❸「国際男性デー」に関連づけて

第三章 「いき」の理解 応用編 
        (関連概念の位置づけ)

「いき」とは奥深いもの。前述の「いき」の三要素から派生して、更にその特徴を浮き彫りにしていきたい。

1.上品・下品(じょうぼん・げぼん)
上品:物や人間の価値/趣味の優劣に関わる概念。異性との関係に限定されず、人間性全般に適用される。高雅で価値あるものを意味する。
下品:上品の反対。趣味性が劣り、価値が低いものを指す。

「いき」との関係
*上品との共通点として価値や趣味の優れた性質を持つが、媚態があるかどうかで区別される。「いき」には異性に対する駆け引きとしての媚態が含まれる。
*下品は媚態の要素を共有するものの趣味性の優劣で区別される。「いき」は価値があるが、下品は劣る。

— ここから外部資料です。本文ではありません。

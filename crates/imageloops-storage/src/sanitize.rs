/// Characters kept by [`sanitize_filename`] besides ASCII letters and digits.
const EXTRA_ALLOWED: &[char] = &['-', '_', '.', '(', ')', ' '];

/// Number of prompt characters used when deriving directory and file names.
pub const PROMPT_PREFIX_CHARS: usize = 50;

/// Returns true if `c` survives sanitization (before the space substitution).
pub fn is_allowed_char(c: char) -> bool {
    c.is_ascii_alphanumeric() || EXTRA_ALLOWED.contains(&c)
}

/// Turn arbitrary text into a filename component.
///
/// Drops every character outside `[A-Za-z0-9-_.() ]`, then replaces spaces
/// with underscores. The result can still be empty, `.` or `..`; see
/// [`path_component`] for a variant that never is.
pub fn sanitize_filename(s: &str) -> String {
    s.chars()
        .filter(|c| is_allowed_char(*c))
        .map(|c| if c == ' ' { '_' } else { c })
        .collect()
}

/// First [`PROMPT_PREFIX_CHARS`] characters of a prompt, sanitized.
pub fn prompt_prefix(prompt: &str) -> String {
    let prefix: String = prompt.chars().take(PROMPT_PREFIX_CHARS).collect();
    sanitize_filename(&prefix)
}

/// Sanitized prompt prefix that is safe to use as a single path component.
pub fn path_component(prompt: &str) -> String {
    let name = prompt_prefix(prompt);
    if name.is_empty() || name.chars().all(|c| c == '.') {
        "untitled".to_string()
    } else {
        name
    }
}

#[cfg(test)]
mod tests {
    use super::*;

    #[test]
    fn test_strips_disallowed_characters() {
        assert_eq!(
            sanitize_filename("In Houston at 8pm, Heavy rain! 40°F?"),
            "In_Houston_at_8pm_Heavy_rain_40F"
        );
    }

    #[test]
    fn test_keeps_allowed_punctuation() {
        assert_eq!(sanitize_filename("a-b_c.d (e)"), "a-b_c.d_(e)");
    }

    #[test]
    fn test_sanitize_is_idempotent() {
        let inputs = [
            "Heavy rain, low visibility, 40s",
            "  leading and trailing  ",
            "slashes/and\\backslashes:colons*stars",
            "ünïcödé ☔ weather",
            "",
            "..",
        ];
        for input in inputs {
            let once = sanitize_filename(input);
            assert_eq!(sanitize_filename(&once), once, "input: {:?}", input);
        }
    }

    #[test]
    fn test_output_never_contains_space_or_disallowed() {
        let input = "Sunny sky with few clouds; Temperature low at 37° & high up to 72°";
        let out = sanitize_filename(input);
        assert!(!out.contains(' '));
        assert!(out.chars().all(|c| is_allowed_char(c) && c != ' '));
    }

    #[test]
    fn test_prompt_prefix_counts_characters() {
        let prompt = "é".repeat(60) + "abc";
        assert_eq!(prompt_prefix(&prompt), "");

        let prompt = "x".repeat(80);
        assert_eq!(prompt_prefix(&prompt).len(), PROMPT_PREFIX_CHARS);
    }

    #[test]
    fn test_path_component_never_degenerate() {
        assert_eq!(path_component("☔☔☔"), "untitled");
        assert_eq!(path_component(".."), "untitled");
        assert_eq!(path_component("rain"), "rain");
    }
}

※したがって、「いき」は上品と下品の中間的存在と見なされることがある。

2.派手と地味
派手(葉出):自分から外に向かって自己主張するあり方。華美や装飾を好み、他人に見せることが前提。
積極的・表面的な振る舞い。派手は地味と対になり外面的な華やかさや装いの印象に関わる概念。
地味:「地の味」、自分の内に沈潜するありかた。装飾をほとんど示さず、外向的な自己表現がない。
消極的・内面的な振る舞い。派手と地味の差は価値判断ではなく、他人に対する自己主張の強弱・向きの違いにある。

「いき」との関係
*派手におけるは共通点:他人に対して積極的に媚態を示す。相違点は派手は華美・ひけらかしが過剰で、調和や諦めが欠けるため、「いき」の要素である「諦め」と相容れないこと。
*派手は吟味されると趣味の下劣さが露呈し、下品と評価されやすい。
*地味との共通点はない。地味は外向的な媚態がないため、直接的には「いき」と相容れないためである。
*地味との間接的関係:地味の内面沈潜や素朴さは、「いき」の要素である「諦め」に通じることがある。
 地味が吟味されると上品と評価されやすいのは、この内面的なさびや奥ゆかしさによる。

3.意気と野暮
意気:異性との係わりにおける特殊な洗練のありかたを示す。世情や人情に通じ、遊里の作法を理解し、垢抜けた態度を持つこと。「気象(気性)の精髄」であり、遊里の玄人から見ても価値あるもの。
野暮:世情に疎く、垢抜けず、粗野で田舎くさいこと。洗練や通人の価値観から見れば否定的。ただし、野暮であることへの自負もあり、趣味や価値観の違いとして肯定的に認識される場合もある。

「いき」との関係
*意気は、遊里の世界での価値判断において、意気=「いき」として価値があるとされる。
*野暮は、通人/粋人に対しての言葉として、世情に通じず人情を解しない粗野で垢抜けない田舎者を意味する。 ただし、野暮に対する自負の念を込めて、それを誇りとして主張しているときもあり趣味性の違いとされる。

4.渋味と甘味
渋味:渋味は異性関係に特化せず、より広く文化的趣味の成熟や落ち着きを示す概念。他者に対して消極的、慎重、自己防衛的な態度。渋味は控えめで消極的な態度、諦めや精神的洗練と結び付くと「いき」に通じる。
甘味:他者に対して積極的に接近する態度。甘える/愛嬌を示す、積極的な媚態や親密さを示す。

「いき」との関係
*「いき」の諦めや淡々とした境地は、渋味的態度に通じる。渋味は「いき」の精神性に整合する要素として肯定的に作用する場合がある。
*甘味は派手のように積極的な媚態や表現になると「いき」の境地を逸脱し、野暮になる可能性がある。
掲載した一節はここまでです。